==== Supplied data

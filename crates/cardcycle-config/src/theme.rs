use std::fmt;

use serde::{de::Deserializer, Deserialize, Serialize, Serializer};

/// Color scheme applied by front ends. Persisted as its CSS class.
#[derive(Debug, Clone, Copy, PartialEq, Eq, Hash, Default)]
pub enum Theme {
    #[default]
    Dark,
    BlueDark,
    GreenDark,
    PurpleDark,
    OrangeDark,
    RedDark,
    Light,
    Blue,
    Green,
    Purple,
    Orange,
    Red,
}

/// Presentation attributes of a [`Theme`].
#[derive(Debug, Clone, Copy, PartialEq, Eq, Serialize)]
pub struct ThemeInfo {
    pub class: &'static str,
    pub name: &'static str,
    pub primary_color: &'static str,
    pub background_color: &'static str,
}

const DARK_BACKGROUND: &str = "#121212";

impl Theme {
    pub const ALL: [Theme; 12] = [
        Theme::Dark,
        Theme::BlueDark,
        Theme::GreenDark,
        Theme::PurpleDark,
        Theme::OrangeDark,
        Theme::RedDark,
        Theme::Light,
        Theme::Blue,
        Theme::Green,
        Theme::Purple,
        Theme::Orange,
        Theme::Red,
    ];

    pub fn info(self) -> ThemeInfo {
        let (class, name, primary_color, background_color) = match self {
            Theme::Dark => ("dark-theme", "Dark", "#60a5fa", DARK_BACKGROUND),
            Theme::BlueDark => ("blue-dark-theme", "Dark Blue", "#0077b6", DARK_BACKGROUND),
            Theme::GreenDark => ("green-dark-theme", "Dark Green", "#4caf50", DARK_BACKGROUND),
            Theme::PurpleDark => ("purple-dark-theme", "Dark Purple", "#8e24aa", DARK_BACKGROUND),
            Theme::OrangeDark => ("orange-dark-theme", "Dark Orange", "#ff9800", DARK_BACKGROUND),
            Theme::RedDark => ("red-dark-theme", "Dark Red", "#e53935", DARK_BACKGROUND),
            Theme::Light => ("light-theme", "Light", "#3b82f6", "#f4f7fc"),
            Theme::Blue => ("blue-theme", "Blue", "#0077b6", "#e0f2f7"),
            Theme::Green => ("green-theme", "Green", "#4caf50", "#e6ffe6"),
            Theme::Purple => ("purple-theme", "Purple", "#8e24aa", "#f2e7f7"),
            Theme::Orange => ("orange-theme", "Orange", "#ff9800", "#fff4e6"),
            Theme::Red => ("red-theme", "Red", "#e53935", "#fbe9e7"),
        };
        ThemeInfo {
            class,
            name,
            primary_color,
            background_color,
        }
    }

    pub fn class(self) -> &'static str {
        self.info().class
    }

    /// Looks a theme up by CSS class, ignoring case and surrounding blanks.
    pub fn from_class(value: &str) -> Option<Self> {
        let wanted = value.trim().to_ascii_lowercase();
        Self::ALL
            .into_iter()
            .find(|theme| theme.class() == wanted)
    }

    pub fn is_dark(self) -> bool {
        self.info().background_color == DARK_BACKGROUND
    }
}

impl fmt::Display for Theme {
    fn fmt(&self, f: &mut fmt::Formatter<'_>) -> fmt::Result {
        f.write_str(self.info().name)
    }
}

impl Serialize for Theme {
    fn serialize<S>(&self, serializer: S) -> Result<S::Ok, S::Error>
    where
        S: Serializer,
    {
        serializer.serialize_str(self.class())
    }
}

impl<'de> Deserialize<'de> for Theme {
    fn deserialize<D>(deserializer: D) -> Result<Self, D::Error>
    where
        D: Deserializer<'de>,
    {
        let value = Option::<String>::deserialize(deserializer)?;
        Ok(value
            .as_deref()
            .and_then(Theme::from_class)
            .unwrap_or_default())
    }
}

#[cfg(test)]
mod tests {
    use super::*;

    #[test]
    fn classes_are_unique_and_round_trip() {
        for theme in Theme::ALL {
            assert_eq!(Theme::from_class(theme.class()), Some(theme));
        }
        let mut classes: Vec<_> = Theme::ALL.iter().map(|theme| theme.class()).collect();
        classes.sort();
        classes.dedup();
        assert_eq!(classes.len(), Theme::ALL.len());
    }

    #[test]
    fn unknown_class_deserializes_to_default() {
        let theme: Theme = serde_json::from_str("\"neon-theme\"").unwrap();
        assert_eq!(theme, Theme::Dark);
        let theme: Theme = serde_json::from_str("null").unwrap();
        assert_eq!(theme, Theme::Dark);
        let theme: Theme = serde_json::from_str("\" Purple-Theme \"").unwrap();
        assert_eq!(theme, Theme::Purple);
    }

    #[test]
    fn dark_variants_share_background() {
        assert!(Theme::RedDark.is_dark());
        assert!(!Theme::Red.is_dark());
        assert_eq!(Theme::Light.info().primary_color, "#3b82f6");
        assert_eq!(Theme::BlueDark.to_string(), "Dark Blue");
    }
}
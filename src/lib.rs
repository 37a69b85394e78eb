#![doc(test(attr(deny(warnings))))]

//! cardcycle tracks credit cards through their billing cycles: statement
//! cutoffs, payment due dates, installment purchases and the amount to pay
//! each period.
//!
//! The [`Tracker`] facade ties the domain, core services, JSON storage and
//! user config crates together.

pub mod errors;
pub mod tracker;
pub mod utils;

pub use cardcycle_config as config;
pub use cardcycle_core as services;
pub use cardcycle_domain as domain;
pub use cardcycle_storage_json as storage;

pub use errors::{TrackerError, TrackerResult};
pub use tracker::{ExportedDocument, ImportOutcome, Tracker};
pub use utils::build_info;

use std::sync::Once;

static INIT_TRACING: Once = Once::new();

/// Initializes global tracing and emits a startup info log.
pub fn init() {
    INIT_TRACING.call_once(|| {
        utils::init_tracing();
        tracing::info!(build = %build_info::current(), "cardcycle tracing initialized");
    });
}

#[cfg(test)]
mod tests {
    #[test]
    fn init_does_not_panic() {
        super::init();
        super::init();
    }

    #[test]
    fn build_info_reports_package_version() {
        let info = super::build_info::current();
        assert_eq!(info.version, env!("CARGO_PKG_VERSION"));
        assert!(info.summary().starts_with("cardcycle "));
    }
}
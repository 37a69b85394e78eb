//! Import and export documents exchanged with the user.

use cardcycle_core::{card_warnings, CoreError, CoreResult};
use cardcycle_domain::Card;
use chrono::NaiveDate;
use serde::Serialize;
use serde_json::Value;

use crate::migration::cards_from_value;

pub const EXPORT_FILE_PREFIX: &str = "creditcard-tracker-backup";

/// A decoded import ready to replace the current card list.
#[derive(Debug, Clone, Default)]
pub struct ImportedDocument {
    pub cards: Vec<Card>,
    /// Theme class found next to the cards, unvalidated.
    pub theme: Option<String>,
    pub migrations: Vec<String>,
    pub warnings: Vec<String>,
}

/// Parses an import, accepting a bare card array or a `{cards, theme}` object.
pub fn parse_import(text: &str) -> CoreResult<ImportedDocument> {
    let value: Value = serde_json::from_str(text)
        .map_err(|err| CoreError::MalformedImport(format!("invalid JSON: {err}")))?;

    let (cards_value, theme) = match value {
        Value::Array(cards) => (Value::Array(cards), None),
        Value::Object(mut object) => {
            let cards = object.remove("cards").ok_or_else(|| {
                CoreError::MalformedImport("object import has no `cards` field".into())
            })?;
            let theme = object
                .remove("theme")
                .and_then(|theme| theme.as_str().map(str::to_string));
            (cards, theme)
        }
        _ => {
            return Err(CoreError::MalformedImport(
                "expected an array of cards or an object with `cards`".into(),
            ))
        }
    };

    let migrated = cards_from_value(cards_value)?;
    let warnings = card_warnings(&migrated.cards);
    for warning in &warnings {
        tracing::warn!(%warning, "imported data anomaly");
    }
    Ok(ImportedDocument {
        cards: migrated.cards,
        theme,
        migrations: migrated.migrations,
        warnings,
    })
}

#[derive(Serialize)]
struct ThemedExport<'a> {
    cards: &'a [Card],
    theme: &'a str,
}

/// Renders cards as pretty JSON, wrapped with the theme when one is given.
pub fn export_document(cards: &[Card], theme: Option<&str>) -> CoreResult<String> {
    let rendered = match theme {
        Some(theme) => serde_json::to_string_pretty(&ThemedExport { cards, theme }),
        None => serde_json::to_string_pretty(cards),
    };
    rendered.map_err(|err| CoreError::Serde(err.to_string()))
}

/// Suggested download name, e.g. `creditcard-tracker-backup-2024-05-01.json`.
pub fn export_file_name(date: NaiveDate) -> String {
    format!("{EXPORT_FILE_PREFIX}-{}.json", date.format("%Y-%m-%d"))
}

========

→ Exercise description
Work out how many lines in the data hold the word "PurpleDark"; reply with the number alone.

→ Task solution
3